O presidente dos Estados Unidos, Donald Trump, comunicou nesta segunda-feira (29) a intenção de aplicar taxas alfandegários adicionais a mobiliário produzido no exterior e de impor um tributo de 100% sobre produções cinematográficas estrangeiras. O comunicado foi divulgado por ele em uma postagem na rede social Truth Social.
Segundo Trump, o objetivo dessas determinações é reverter uma "questão de longa data e interminável". O líder americano alegou considerar que a indústria do cinema foi "espoliada" por outras nações, em um processo que ele comparou a "tirar doce de criança".
Ele também responsabilizou o chefe do Executivo da Califórnia, o democrata Gavin Newsom — descrito como fraco e inepto, embora não o tenha mencionado nominalmente — por não salvaguardar o setor em um estado historicamente crucial para as realizações de Hollywood.
"Nosso negócio de produção cinematográfica foi roubado dos Estados Unidos da América por outros países, assim como roubar 'doce de criança'. A Califórnia, com seu governador fraco e incompetente, foi particularmente atingida! Portanto, para resolver esse problema antigo e interminável, imporei uma tarifa de 100% sobre todo e qualquer filme produzido fora dos Estados Unidos", escreveu Trump.
Trump também mirou o segmento de móveis. Ele afirmou que a Carolina do Norte, um antigo centro de fabricação desse ramo, "perdeu completamente" sua produção industrial para a China e outras nações. O candidato presidencial prometeu impostos "substanciais" contra qualquer nação que opte por exportar mobiliário em vez de produzi-lo dentro do território americano, e assegurou fornecer mais detalhes em breve.
O novo decreto de taxação de longas-metragens internacionais representa mais um capítulo na disputa comercial fomentada por Trump, que visa atingir não apenas a concorrência externa, mas também um adversário político interno: o governador democrata da Califórnia, Gavin Newsom, que se destaca como um dos principais opositores do magnata republicano.
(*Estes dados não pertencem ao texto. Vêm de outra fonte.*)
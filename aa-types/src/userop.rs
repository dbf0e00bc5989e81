use alloy::{
    primitives::{Address, B256, Bytes, ChainId, U256, keccak256},
    sol_types::SolValue,
};
use serde::{Deserialize, Serialize};

use crate::{codec, quote::GasAndPaymasterQuote};

/// An entry point v0.6 UserOperation before signing.
///
/// There is no signature field here: the digest is computed from this type
/// alone, and signing consumes it into a [`SignedUserOperation`].
#[derive(Debug, Clone, PartialEq, Eq, Serialize, Deserialize)]
#[serde(rename_all = "camelCase")]
pub struct UserOperation {
    #[serde(with = "codec::address")]
    pub sender: Address,
    #[serde(with = "codec::quantity")]
    pub nonce: U256,
    #[serde(with = "codec::bytes")]
    pub init_code: Bytes,
    #[serde(with = "codec::bytes")]
    pub call_data: Bytes,
    #[serde(with = "codec::quantity")]
    pub call_gas_limit: U256,
    #[serde(with = "codec::quantity")]
    pub verification_gas_limit: U256,
    #[serde(with = "codec::quantity")]
    pub pre_verification_gas: U256,
    #[serde(with = "codec::quantity")]
    pub max_fee_per_gas: U256,
    #[serde(with = "codec::quantity")]
    pub max_priority_fee_per_gas: U256,
    #[serde(with = "codec::bytes")]
    pub paymaster_and_data: Bytes,
}

/// A UserOperation carrying its signature, ready for `eth_sendUserOperation`.
#[derive(Debug, Clone, PartialEq, Eq, Serialize, Deserialize)]
pub struct SignedUserOperation {
    #[serde(flatten)]
    pub operation: UserOperation,
    #[serde(with = "codec::bytes")]
    pub signature: Bytes,
}

impl UserOperation {
    /// Operation with zeroed gas fields, no init code and no paymaster.
    pub fn new(sender: Address, nonce: U256, call_data: Bytes) -> Self {
        Self {
            sender,
            nonce,
            init_code: Bytes::new(),
            call_data,
            call_gas_limit: U256::ZERO,
            verification_gas_limit: U256::ZERO,
            pre_verification_gas: U256::ZERO,
            max_fee_per_gas: U256::ZERO,
            max_priority_fee_per_gas: U256::ZERO,
            paymaster_and_data: Bytes::new(),
        }
    }

    pub fn with_init_code(mut self, init_code: Bytes) -> Self {
        self.init_code = init_code;
        self
    }

    /// Copy gas limits, fees and paymaster data from a quote.
    pub fn with_quote(mut self, quote: &GasAndPaymasterQuote) -> Self {
        self.call_gas_limit = quote.call_gas_limit;
        self.verification_gas_limit = quote.verification_gas_limit;
        self.pre_verification_gas = quote.pre_verification_gas;
        self.max_fee_per_gas = quote.max_fee_per_gas;
        self.max_priority_fee_per_gas = quote.max_priority_fee_per_gas;
        self.paymaster_and_data = quote.paymaster_and_data.clone();
        self
    }

    pub fn hash(&self, entrypoint: Address, chain_id: ChainId) -> B256 {
        compute_user_op_hash(self, entrypoint, chain_id)
    }

    pub fn into_signed(self, signature: Bytes) -> SignedUserOperation {
        SignedUserOperation {
            operation: self,
            signature,
        }
    }
}

/// Compute the entry point v0.6 UserOperation hash that the owner signs.
pub fn compute_user_op_hash(op: &UserOperation, entrypoint: Address, chain_id: ChainId) -> B256 {
    // Byte fields enter the tuple as their hashes
    let init_code_hash = keccak256(&op.init_code);
    let call_data_hash = keccak256(&op.call_data);
    let paymaster_and_data_hash = keccak256(&op.paymaster_and_data);

    let inner_tuple = (
        op.sender,
        op.nonce,
        init_code_hash,
        call_data_hash,
        op.call_gas_limit,
        op.verification_gas_limit,
        op.pre_verification_gas,
        op.max_fee_per_gas,
        op.max_priority_fee_per_gas,
        paymaster_and_data_hash,
    );
    let inner_hash = keccak256(inner_tuple.abi_encode());

    let outer_tuple = (inner_hash, entrypoint, U256::from(chain_id));
    keccak256(outer_tuple.abi_encode())
}

#[cfg(test)]
mod tests {
    use alloy::primitives::{address, b256, bytes};
    use serde_json::json;

    use super::*;

    const ENTRYPOINT: Address = address!("0x5FF137D4b0FDCD49DcA30c7CF57E578a026d2789");
    const SEPOLIA: ChainId = 11_155_111;

    fn sample_op() -> UserOperation {
        UserOperation {
            sender: address!("0x9406Cc6185a346906296840746125a0E44976454"),
            nonce: U256::from(7),
            init_code: Bytes::new(),
            call_data: bytes!("b61d27f6"),
            call_gas_limit: U256::from(21_000),
            verification_gas_limit: U256::from(100_000),
            pre_verification_gas: U256::from(50_000),
            max_fee_per_gas: U256::from(2_000_000_000u64),
            max_priority_fee_per_gas: U256::from(1_000_000_000u64),
            paymaster_and_data: Bytes::new(),
        }
    }

    #[test]
    fn test_hash_matches_reference_vector() {
        assert_eq!(
            sample_op().hash(ENTRYPOINT, SEPOLIA),
            b256!("0xdb9e78d516d5d6dbffb6d3fb639445d9ccfdbc6c4e8d356523b45ae7959d541c")
        );
        assert_eq!(
            sample_op().hash(ENTRYPOINT, 1),
            b256!("0xb74908ddb0ba14785dc5dd3eae303751fe6c80a16075a63909bbf0ee750674b3")
        );
    }

    #[test]
    fn test_hash_matches_word_by_word_encoding() {
        let op = sample_op().with_init_code(bytes!("0011"));

        let word = |value: U256| value.to_be_bytes::<32>();
        let address_word = |address: Address| {
            let mut out = [0u8; 32];
            out[12..].copy_from_slice(address.as_slice());
            out
        };

        let mut inner = Vec::with_capacity(320);
        inner.extend_from_slice(&address_word(op.sender));
        inner.extend_from_slice(&word(op.nonce));
        inner.extend_from_slice(keccak256(&op.init_code).as_slice());
        inner.extend_from_slice(keccak256(&op.call_data).as_slice());
        inner.extend_from_slice(&word(op.call_gas_limit));
        inner.extend_from_slice(&word(op.verification_gas_limit));
        inner.extend_from_slice(&word(op.pre_verification_gas));
        inner.extend_from_slice(&word(op.max_fee_per_gas));
        inner.extend_from_slice(&word(op.max_priority_fee_per_gas));
        inner.extend_from_slice(keccak256(&op.paymaster_and_data).as_slice());
        assert_eq!(inner.len(), 320);

        let mut outer = Vec::with_capacity(96);
        outer.extend_from_slice(keccak256(&inner).as_slice());
        outer.extend_from_slice(&address_word(ENTRYPOINT));
        outer.extend_from_slice(&word(U256::from(SEPOLIA)));

        assert_eq!(op.hash(ENTRYPOINT, SEPOLIA), keccak256(&outer));
    }

    #[test]
    fn test_hash_is_deterministic() {
        let op = sample_op();
        assert_eq!(op.hash(ENTRYPOINT, SEPOLIA), op.hash(ENTRYPOINT, SEPOLIA));
    }

    #[test]
    fn test_hash_binds_chain_and_entrypoint() {
        let op = sample_op();
        let base = op.hash(ENTRYPOINT, SEPOLIA);

        assert_ne!(base, op.hash(ENTRYPOINT, SEPOLIA + 1));
        assert_ne!(
            base,
            op.hash(address!("0x0000000071727De22E5E9d8BAf0edAc6f37da032"), SEPOLIA)
        );
    }

    #[test]
    fn test_hash_covers_every_field() {
        let base = sample_op().hash(ENTRYPOINT, SEPOLIA);
        let variants = [
            UserOperation {
                sender: address!("0x9406Cc6185a346906296840746125a0E44976455"),
                ..sample_op()
            },
            UserOperation {
                nonce: U256::from(8),
                ..sample_op()
            },
            sample_op().with_init_code(bytes!("01")),
            UserOperation {
                call_data: bytes!("b61d27f7"),
                ..sample_op()
            },
            UserOperation {
                call_gas_limit: U256::from(21_001),
                ..sample_op()
            },
            UserOperation {
                verification_gas_limit: U256::from(100_001),
                ..sample_op()
            },
            UserOperation {
                pre_verification_gas: U256::from(50_001),
                ..sample_op()
            },
            UserOperation {
                max_fee_per_gas: U256::from(2_000_000_001u64),
                ..sample_op()
            },
            UserOperation {
                max_priority_fee_per_gas: U256::from(1_000_000_001u64),
                ..sample_op()
            },
            UserOperation {
                paymaster_and_data: bytes!("aa"),
                ..sample_op()
            },
        ];

        for variant in variants {
            assert_ne!(variant.hash(ENTRYPOINT, SEPOLIA), base, "{variant:?}");
        }
    }

    #[test]
    fn test_signature_does_not_change_hash() {
        let op = sample_op();
        let digest = op.hash(ENTRYPOINT, SEPOLIA);

        let signed = op.into_signed(Bytes::from(vec![0x11; 65]));
        assert_eq!(signed.operation.hash(ENTRYPOINT, SEPOLIA), digest);

        let resigned = signed.operation.into_signed(Bytes::from(vec![0x22; 65]));
        assert_eq!(resigned.operation.hash(ENTRYPOINT, SEPOLIA), digest);
    }

    #[test]
    fn test_unsigned_operation_wire_format() {
        let value = serde_json::to_value(sample_op()).unwrap();

        assert_eq!(
            value,
            json!({
                "sender": "0x9406Cc6185a346906296840746125a0E44976454",
                "nonce": "0x7",
                "initCode": "0x",
                "callData": "0xb61d27f6",
                "callGasLimit": "0x5208",
                "verificationGasLimit": "0x186a0",
                "preVerificationGas": "0xc350",
                "maxFeePerGas": "0x77359400",
                "maxPriorityFeePerGas": "0x3b9aca00",
                "paymasterAndData": "0x"
            })
        );
        assert!(value.get("signature").is_none());
    }

    #[test]
    fn test_signed_operation_round_trips_through_json() {
        let signed = sample_op().into_signed(bytes!("abcd"));
        let json = serde_json::to_string(&signed).unwrap();
        assert!(json.contains(r#""signature":"0xabcd""#));

        let parsed: SignedUserOperation = serde_json::from_str(&json).unwrap();
        assert_eq!(parsed, signed);
    }

    #[test]
    fn test_with_quote_copies_every_field() {
        let quote = GasAndPaymasterQuote {
            pre_verification_gas: U256::from(1),
            call_gas_limit: U256::from(2),
            verification_gas_limit: U256::from(3),
            paymaster_and_data: bytes!("beef"),
            max_fee_per_gas: U256::from(4),
            max_priority_fee_per_gas: U256::from(5),
        };

        let op = UserOperation::new(Address::ZERO, U256::ZERO, Bytes::new()).with_quote(&quote);
        assert_eq!(op.pre_verification_gas, U256::from(1));
        assert_eq!(op.call_gas_limit, U256::from(2));
        assert_eq!(op.verification_gas_limit, U256::from(3));
        assert_eq!(op.paymaster_and_data, bytes!("beef"));
        assert_eq!(op.max_fee_per_gas, U256::from(4));
        assert_eq!(op.max_priority_fee_per_gas, U256::from(5));
    }
}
Essa postura de confrontação em relação aos impostos aduaneiros não é novidade. Na semana anterior ao anúncio sobre filmes e móveis, Trump já havia sugerido um grupo de novas taxas, alegando razões de "segurança nacional":
100% contra produtos farmacêuticos;
50% contra armários de cozinha e banheiro;
30% contra móveis estofados;
25% contra caminhões de grande porte.
Além disso, Trump já aplicou alíquotas contra parceiros comerciais, que atingiram uma média de 10% para países da América Latina, 20% para a Europa e 30% para a Ásia. O caso do Brasil, no entanto, é o mais complexo. O país recebeu uma das taxações mais elevadas, chegando a 50%. Trump argumentou que essa ação estaria vinculada ao processo judicial contra Bolsonaro, que na época enfrentava investigações e, posteriormente, foi sentenciado por tentativa de golpe de Estado.